* [Problem to solve] Look below for the line containing "fn or_all(preferred: &[String], all: &[String])" and the line containing "ChartKind::Scatter | ChartKind::Histogram"; repeat exactly those two lines and all lines between them, and nothing else.

Provided entries: Begin

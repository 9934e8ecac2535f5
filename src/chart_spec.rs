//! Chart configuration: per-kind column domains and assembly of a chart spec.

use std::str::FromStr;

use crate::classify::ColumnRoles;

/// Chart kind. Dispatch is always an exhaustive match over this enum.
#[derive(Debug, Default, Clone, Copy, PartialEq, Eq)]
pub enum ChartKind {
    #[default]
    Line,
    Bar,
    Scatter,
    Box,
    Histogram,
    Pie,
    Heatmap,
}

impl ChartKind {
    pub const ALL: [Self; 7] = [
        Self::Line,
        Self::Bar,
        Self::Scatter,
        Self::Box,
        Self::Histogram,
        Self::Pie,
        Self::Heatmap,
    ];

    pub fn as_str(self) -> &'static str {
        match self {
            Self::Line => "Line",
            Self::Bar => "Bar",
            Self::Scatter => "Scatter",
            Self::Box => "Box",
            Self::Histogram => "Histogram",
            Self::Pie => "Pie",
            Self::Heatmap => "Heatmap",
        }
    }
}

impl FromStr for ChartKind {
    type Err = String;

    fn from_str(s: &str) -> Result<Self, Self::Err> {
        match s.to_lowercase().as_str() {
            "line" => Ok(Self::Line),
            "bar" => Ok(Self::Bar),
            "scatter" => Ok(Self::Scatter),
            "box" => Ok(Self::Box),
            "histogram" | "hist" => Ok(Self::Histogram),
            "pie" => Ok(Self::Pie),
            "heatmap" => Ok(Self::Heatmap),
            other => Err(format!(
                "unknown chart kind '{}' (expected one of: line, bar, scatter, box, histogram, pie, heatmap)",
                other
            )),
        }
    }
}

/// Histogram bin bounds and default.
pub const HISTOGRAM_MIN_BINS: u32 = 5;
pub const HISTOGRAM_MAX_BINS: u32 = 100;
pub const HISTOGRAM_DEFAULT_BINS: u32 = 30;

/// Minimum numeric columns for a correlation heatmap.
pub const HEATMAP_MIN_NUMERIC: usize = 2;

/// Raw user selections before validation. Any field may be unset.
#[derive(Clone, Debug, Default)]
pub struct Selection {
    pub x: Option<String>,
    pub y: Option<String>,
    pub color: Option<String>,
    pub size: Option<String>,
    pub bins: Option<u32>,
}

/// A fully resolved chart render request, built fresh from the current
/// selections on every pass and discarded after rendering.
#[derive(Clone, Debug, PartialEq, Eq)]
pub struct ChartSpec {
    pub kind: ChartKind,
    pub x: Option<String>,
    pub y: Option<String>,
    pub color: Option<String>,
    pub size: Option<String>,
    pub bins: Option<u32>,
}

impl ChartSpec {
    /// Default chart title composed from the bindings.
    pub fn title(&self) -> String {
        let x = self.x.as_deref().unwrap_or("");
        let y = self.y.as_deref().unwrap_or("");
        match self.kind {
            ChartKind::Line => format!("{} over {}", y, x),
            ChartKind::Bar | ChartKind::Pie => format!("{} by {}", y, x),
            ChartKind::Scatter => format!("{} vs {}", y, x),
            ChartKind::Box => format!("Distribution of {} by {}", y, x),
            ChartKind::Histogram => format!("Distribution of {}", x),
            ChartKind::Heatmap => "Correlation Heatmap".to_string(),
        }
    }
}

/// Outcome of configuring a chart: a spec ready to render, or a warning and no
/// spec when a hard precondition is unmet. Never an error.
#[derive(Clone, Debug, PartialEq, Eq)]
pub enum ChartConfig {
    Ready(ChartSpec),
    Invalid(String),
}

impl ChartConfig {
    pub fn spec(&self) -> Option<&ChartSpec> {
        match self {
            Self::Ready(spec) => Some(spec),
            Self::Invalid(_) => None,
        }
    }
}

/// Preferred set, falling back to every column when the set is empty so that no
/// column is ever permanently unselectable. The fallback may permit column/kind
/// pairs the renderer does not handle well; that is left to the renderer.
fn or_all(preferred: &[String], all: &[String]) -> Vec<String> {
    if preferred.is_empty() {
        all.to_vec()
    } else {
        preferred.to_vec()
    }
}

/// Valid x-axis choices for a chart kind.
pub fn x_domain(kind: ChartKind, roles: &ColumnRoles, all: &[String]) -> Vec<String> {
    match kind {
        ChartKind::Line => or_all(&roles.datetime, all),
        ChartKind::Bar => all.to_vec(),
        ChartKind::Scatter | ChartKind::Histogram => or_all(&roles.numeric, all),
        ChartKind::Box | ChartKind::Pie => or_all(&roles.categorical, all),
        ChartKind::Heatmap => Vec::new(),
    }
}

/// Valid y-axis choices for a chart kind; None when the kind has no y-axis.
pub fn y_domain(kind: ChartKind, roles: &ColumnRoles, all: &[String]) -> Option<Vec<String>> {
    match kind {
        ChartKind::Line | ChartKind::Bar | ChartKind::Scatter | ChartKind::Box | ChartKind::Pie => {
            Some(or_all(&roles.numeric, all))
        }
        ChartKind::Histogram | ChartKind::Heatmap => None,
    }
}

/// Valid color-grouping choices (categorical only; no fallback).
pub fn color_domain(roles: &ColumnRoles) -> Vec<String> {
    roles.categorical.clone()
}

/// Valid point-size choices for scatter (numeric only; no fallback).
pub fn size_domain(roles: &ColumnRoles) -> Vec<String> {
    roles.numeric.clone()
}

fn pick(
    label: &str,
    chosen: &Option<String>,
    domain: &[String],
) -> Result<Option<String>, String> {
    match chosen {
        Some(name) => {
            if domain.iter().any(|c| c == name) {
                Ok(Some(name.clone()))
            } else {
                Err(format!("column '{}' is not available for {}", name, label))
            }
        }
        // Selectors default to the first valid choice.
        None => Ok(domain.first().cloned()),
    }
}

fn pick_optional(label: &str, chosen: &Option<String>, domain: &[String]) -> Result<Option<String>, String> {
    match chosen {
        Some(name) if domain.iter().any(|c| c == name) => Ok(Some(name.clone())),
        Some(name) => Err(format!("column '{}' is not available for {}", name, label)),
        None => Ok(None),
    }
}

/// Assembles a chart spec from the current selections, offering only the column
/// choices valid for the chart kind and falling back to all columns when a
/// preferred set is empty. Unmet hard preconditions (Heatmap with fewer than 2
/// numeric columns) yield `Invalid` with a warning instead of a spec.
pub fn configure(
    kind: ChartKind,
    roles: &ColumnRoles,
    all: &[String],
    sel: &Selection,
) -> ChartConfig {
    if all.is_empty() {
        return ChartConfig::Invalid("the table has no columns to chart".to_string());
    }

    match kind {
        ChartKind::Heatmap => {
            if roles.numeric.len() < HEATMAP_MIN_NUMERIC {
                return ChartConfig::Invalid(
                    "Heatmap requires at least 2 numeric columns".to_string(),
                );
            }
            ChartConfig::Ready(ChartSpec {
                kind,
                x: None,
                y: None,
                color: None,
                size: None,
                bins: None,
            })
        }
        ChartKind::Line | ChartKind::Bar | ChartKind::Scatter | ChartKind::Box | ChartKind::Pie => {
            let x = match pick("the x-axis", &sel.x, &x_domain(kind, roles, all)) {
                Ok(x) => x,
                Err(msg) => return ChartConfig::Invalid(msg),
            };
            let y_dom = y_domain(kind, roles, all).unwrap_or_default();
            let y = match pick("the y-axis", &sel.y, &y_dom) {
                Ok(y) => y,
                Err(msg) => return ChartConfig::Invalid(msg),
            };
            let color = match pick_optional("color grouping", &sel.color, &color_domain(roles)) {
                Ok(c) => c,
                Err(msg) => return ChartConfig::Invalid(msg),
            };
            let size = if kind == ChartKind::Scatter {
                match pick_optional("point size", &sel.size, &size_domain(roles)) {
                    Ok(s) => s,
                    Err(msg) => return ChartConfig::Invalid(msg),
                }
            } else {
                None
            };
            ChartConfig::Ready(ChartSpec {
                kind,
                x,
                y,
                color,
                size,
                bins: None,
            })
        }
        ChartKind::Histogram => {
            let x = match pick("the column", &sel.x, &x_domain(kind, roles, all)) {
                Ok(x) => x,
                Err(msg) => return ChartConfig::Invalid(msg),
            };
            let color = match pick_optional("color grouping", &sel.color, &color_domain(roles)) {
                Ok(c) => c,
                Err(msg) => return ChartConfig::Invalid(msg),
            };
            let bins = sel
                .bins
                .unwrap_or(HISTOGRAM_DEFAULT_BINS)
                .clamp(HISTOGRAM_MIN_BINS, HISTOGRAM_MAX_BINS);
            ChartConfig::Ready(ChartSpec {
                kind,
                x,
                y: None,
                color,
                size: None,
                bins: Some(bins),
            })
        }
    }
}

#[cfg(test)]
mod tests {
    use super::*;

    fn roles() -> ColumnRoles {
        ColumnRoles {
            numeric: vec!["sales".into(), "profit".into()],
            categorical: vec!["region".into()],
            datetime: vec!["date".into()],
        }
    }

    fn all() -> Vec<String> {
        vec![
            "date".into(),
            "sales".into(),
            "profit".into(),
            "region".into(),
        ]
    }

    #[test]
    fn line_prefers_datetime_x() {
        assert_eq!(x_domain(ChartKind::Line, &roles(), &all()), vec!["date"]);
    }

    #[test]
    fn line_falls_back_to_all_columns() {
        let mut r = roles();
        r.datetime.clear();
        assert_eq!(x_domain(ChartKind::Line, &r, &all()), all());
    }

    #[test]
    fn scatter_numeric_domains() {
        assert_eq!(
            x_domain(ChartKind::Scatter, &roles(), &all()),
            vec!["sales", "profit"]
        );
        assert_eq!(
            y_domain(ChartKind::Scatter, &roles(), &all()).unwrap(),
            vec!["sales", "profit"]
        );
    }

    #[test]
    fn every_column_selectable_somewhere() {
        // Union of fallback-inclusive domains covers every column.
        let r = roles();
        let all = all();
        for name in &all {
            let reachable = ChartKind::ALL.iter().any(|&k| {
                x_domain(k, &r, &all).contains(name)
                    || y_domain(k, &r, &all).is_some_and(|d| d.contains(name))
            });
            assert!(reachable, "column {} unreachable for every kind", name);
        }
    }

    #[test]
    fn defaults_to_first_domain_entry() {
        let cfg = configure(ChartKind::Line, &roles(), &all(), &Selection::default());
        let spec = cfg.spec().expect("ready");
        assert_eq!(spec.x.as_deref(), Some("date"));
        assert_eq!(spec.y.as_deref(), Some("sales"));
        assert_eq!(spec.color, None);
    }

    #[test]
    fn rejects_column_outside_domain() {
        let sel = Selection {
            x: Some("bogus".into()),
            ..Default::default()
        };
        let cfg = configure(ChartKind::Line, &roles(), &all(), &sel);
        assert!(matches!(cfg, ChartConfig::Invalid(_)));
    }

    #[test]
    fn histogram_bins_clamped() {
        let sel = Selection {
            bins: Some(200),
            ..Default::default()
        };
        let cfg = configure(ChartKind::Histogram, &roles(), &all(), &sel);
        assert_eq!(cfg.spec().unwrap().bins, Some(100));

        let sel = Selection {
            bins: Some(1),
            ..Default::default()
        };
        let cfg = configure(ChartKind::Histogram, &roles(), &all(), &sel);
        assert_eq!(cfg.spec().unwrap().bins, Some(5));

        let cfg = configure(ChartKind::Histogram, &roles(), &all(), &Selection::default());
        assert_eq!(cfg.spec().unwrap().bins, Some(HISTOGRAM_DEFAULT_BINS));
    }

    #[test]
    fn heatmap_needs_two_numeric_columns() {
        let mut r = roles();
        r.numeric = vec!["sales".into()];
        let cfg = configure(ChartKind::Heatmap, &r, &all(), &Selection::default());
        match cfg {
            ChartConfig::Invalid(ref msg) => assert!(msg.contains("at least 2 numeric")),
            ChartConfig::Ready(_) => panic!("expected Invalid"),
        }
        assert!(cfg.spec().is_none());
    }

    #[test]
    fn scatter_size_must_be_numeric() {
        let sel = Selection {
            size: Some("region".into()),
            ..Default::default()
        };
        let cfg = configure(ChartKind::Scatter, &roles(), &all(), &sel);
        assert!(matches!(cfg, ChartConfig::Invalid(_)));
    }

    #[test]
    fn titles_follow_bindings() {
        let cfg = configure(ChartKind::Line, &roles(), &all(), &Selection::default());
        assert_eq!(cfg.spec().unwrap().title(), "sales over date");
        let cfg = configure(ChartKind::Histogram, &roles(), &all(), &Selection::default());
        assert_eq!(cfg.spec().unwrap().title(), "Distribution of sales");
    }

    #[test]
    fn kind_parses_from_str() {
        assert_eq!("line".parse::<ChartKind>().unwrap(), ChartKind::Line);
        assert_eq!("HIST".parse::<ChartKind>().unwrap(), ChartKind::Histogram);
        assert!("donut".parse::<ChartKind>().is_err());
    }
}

Provided entries: End

* [Solution for this problem]
fn or_all(preferred: &[String], all: &[String]) -> Vec<String> {
    if preferred.is_empty() {
        all.to_vec()
    } else {
        preferred.to_vec()
    }
}

/// Valid x-axis choices for a chart kind.
pub fn x_domain(kind: ChartKind, roles: &ColumnRoles, all: &[String]) -> Vec<String> {
    match kind {
        ChartKind::Line => or_all(&roles.datetime, all),
        ChartKind::Bar => all.to_vec(),
        ChartKind::Scatter | ChartKind::Histogram => or_all(&roles.numeric, all),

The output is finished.